## PROVIDED RECORDS
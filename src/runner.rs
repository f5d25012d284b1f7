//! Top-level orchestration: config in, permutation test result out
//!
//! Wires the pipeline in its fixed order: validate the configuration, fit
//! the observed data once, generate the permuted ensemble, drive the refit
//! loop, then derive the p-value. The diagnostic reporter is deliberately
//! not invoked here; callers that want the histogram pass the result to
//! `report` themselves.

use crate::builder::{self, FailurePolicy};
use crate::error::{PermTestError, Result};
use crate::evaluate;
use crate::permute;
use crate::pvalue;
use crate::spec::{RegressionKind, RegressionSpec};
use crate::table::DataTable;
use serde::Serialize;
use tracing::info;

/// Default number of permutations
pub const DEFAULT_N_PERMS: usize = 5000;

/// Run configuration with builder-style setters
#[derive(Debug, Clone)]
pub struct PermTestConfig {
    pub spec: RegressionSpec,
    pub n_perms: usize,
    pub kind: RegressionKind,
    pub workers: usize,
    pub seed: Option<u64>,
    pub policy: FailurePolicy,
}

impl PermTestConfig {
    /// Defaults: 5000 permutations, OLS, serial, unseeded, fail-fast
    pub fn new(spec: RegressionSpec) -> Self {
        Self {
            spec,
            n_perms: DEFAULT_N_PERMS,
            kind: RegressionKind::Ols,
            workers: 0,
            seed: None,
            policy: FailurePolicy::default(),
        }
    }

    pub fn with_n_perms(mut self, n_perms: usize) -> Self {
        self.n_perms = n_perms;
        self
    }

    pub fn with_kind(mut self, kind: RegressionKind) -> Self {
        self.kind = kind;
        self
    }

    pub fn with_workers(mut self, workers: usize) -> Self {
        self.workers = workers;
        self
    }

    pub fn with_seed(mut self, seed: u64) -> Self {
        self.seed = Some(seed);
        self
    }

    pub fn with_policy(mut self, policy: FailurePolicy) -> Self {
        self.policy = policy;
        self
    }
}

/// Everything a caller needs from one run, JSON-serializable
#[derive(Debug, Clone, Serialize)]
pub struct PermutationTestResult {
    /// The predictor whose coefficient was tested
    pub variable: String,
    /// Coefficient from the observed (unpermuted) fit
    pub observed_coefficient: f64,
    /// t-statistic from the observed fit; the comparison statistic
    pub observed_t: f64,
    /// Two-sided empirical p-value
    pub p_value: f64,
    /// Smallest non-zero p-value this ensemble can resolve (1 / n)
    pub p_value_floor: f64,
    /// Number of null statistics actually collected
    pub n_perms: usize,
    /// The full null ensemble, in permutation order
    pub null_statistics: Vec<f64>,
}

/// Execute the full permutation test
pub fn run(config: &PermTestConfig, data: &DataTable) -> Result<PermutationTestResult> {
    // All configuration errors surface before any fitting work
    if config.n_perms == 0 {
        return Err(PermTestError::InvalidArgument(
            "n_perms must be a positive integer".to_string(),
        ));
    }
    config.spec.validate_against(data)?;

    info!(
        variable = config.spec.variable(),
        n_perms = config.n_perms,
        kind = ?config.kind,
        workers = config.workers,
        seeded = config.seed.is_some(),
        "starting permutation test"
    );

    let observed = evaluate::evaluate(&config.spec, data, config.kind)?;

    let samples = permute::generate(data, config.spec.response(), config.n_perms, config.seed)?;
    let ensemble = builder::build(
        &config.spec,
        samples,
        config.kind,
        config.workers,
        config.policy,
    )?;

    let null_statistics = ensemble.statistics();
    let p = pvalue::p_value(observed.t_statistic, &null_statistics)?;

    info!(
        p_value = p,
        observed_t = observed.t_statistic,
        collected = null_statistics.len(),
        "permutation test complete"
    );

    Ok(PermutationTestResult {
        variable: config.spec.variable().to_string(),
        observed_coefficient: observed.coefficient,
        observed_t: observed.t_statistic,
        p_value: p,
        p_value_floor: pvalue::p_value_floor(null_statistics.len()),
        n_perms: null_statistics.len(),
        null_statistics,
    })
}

## EXERCISE GOAL
Among the lines above, which contain the word "FailurePolicy"? Copy every one.

## SOLUTION TO THIS TASK
use crate::builder::{self, FailurePolicy};
    pub policy: FailurePolicy,
            policy: FailurePolicy::default(),
    pub fn with_policy(mut self, policy: FailurePolicy) -> Self {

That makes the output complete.